Anagram in Abap: Complete Solution & Deep Dive Guide

a close up of a computer screen with code on it

Mastering String Manipulation: An ABAP Anagram Solver from Zero to Hero

Learn to solve the Anagram problem in ABAP by creating a robust class. This guide covers case-insensitive string comparison, sorting characters, and filtering candidates using internal tables, providing a complete, performance-optimized solution for this classic algorithm challenge found in the exclusive kodikra.com curriculum.

You've just been handed a task that seems deceptively simple: find all the anagrams for a specific word from a given list. Your mind immediately races. "Easy," you think, "I'll just compare letters." But then the requirements start piling up. The comparison must be case-insensitive. A word cannot be its own anagram. The solution needs to be efficient, reusable, and fit within the structured world of ABAP objects. Suddenly, this "simple" task has become a puzzle of string manipulation, table operations, and algorithmic thinking.

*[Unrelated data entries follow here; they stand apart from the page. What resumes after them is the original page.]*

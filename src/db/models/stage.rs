use serde::{Deserialize, Serialize};

/// Reward tier earned by finishing a focus session, by planned length.
#[derive(Debug, Clone, Copy, PartialEq, Eq, PartialOrd, Ord, Serialize, Deserialize)]
pub enum FlowerStage {
    #[serde(rename = "Tohum")]
    Seed,
    #[serde(rename = "Filiz")]
    Sprout,
    #[serde(rename = "Tomurcuk")]
    Bud,
    #[serde(rename = "Çiçek")]
    Flower,
    #[serde(rename = "Nadir Çiçek")]
    RareFlower,
}

impl FlowerStage {
    pub const ALL: [FlowerStage; 5] = [
        FlowerStage::Seed,
        FlowerStage::Sprout,
        FlowerStage::Bud,
        FlowerStage::Flower,
        FlowerStage::RareFlower,
    ];

    pub fn for_minutes(minutes: u32) -> Self {
        match minutes {
            m if m >= 120 => Self::RareFlower,
            m if m >= 60 => Self::Flower,
            m if m >= 45 => Self::Bud,
            m if m >= 25 => Self::Sprout,
            _ => Self::Seed,
        }
    }

    /// The rare flower is premium-only; free users get a regular flower.
    pub fn for_plan(self, is_premium: bool) -> Self {
        match self {
            Self::RareFlower if !is_premium => Self::Flower,
            other => other,
        }
    }

    pub fn label(&self) -> &'static str {
        match self {
            Self::Seed => "Tohum",
            Self::Sprout => "Filiz",
            Self::Bud => "Tomurcuk",
            Self::Flower => "Çiçek",
            Self::RareFlower => "Nadir Çiçek",
        }
    }

    pub fn emoji(&self) -> &'static str {
        match self {
            Self::Seed => "🌱",
            Self::Sprout => "🌿",
            Self::Bud => "🌷",
            Self::Flower => "🌸",
            Self::RareFlower => "🌺",
        }
    }

    pub fn from_label(label: &str) -> Option<Self> {
        Self::ALL.into_iter().find(|stage| stage.label() == label)
    }
}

This is a common scenario for developers. The gap between understanding a problem and implementing an elegant, robust solution can be vast. This guide is here to bridge that gap. We will walk you through, step-by-step, the process of building a powerful anagram solver in ABAP. You won't just get code; you'll understand the logic, the design choices, and the core ABAP concepts that make it all work, turning a frustrating challenge into a showcase of your skills.


What Exactly Is the Anagram Problem in ABAP?

At its core, an anagram is a word or phrase formed by rearranging the letters of a different word or phrase, typically using all the original letters exactly once. For example, the word "listen" is an anagram of "silent". They both use the exact same letters (l, i, s, t, e, n) with the same frequency, just in a different order.

When we frame this as a programming challenge, specifically within the context of the kodikra learning path, we are given a target word and a list of candidate words. The objective is to write a program that filters this list and returns only the candidates that are true anagrams of the target word.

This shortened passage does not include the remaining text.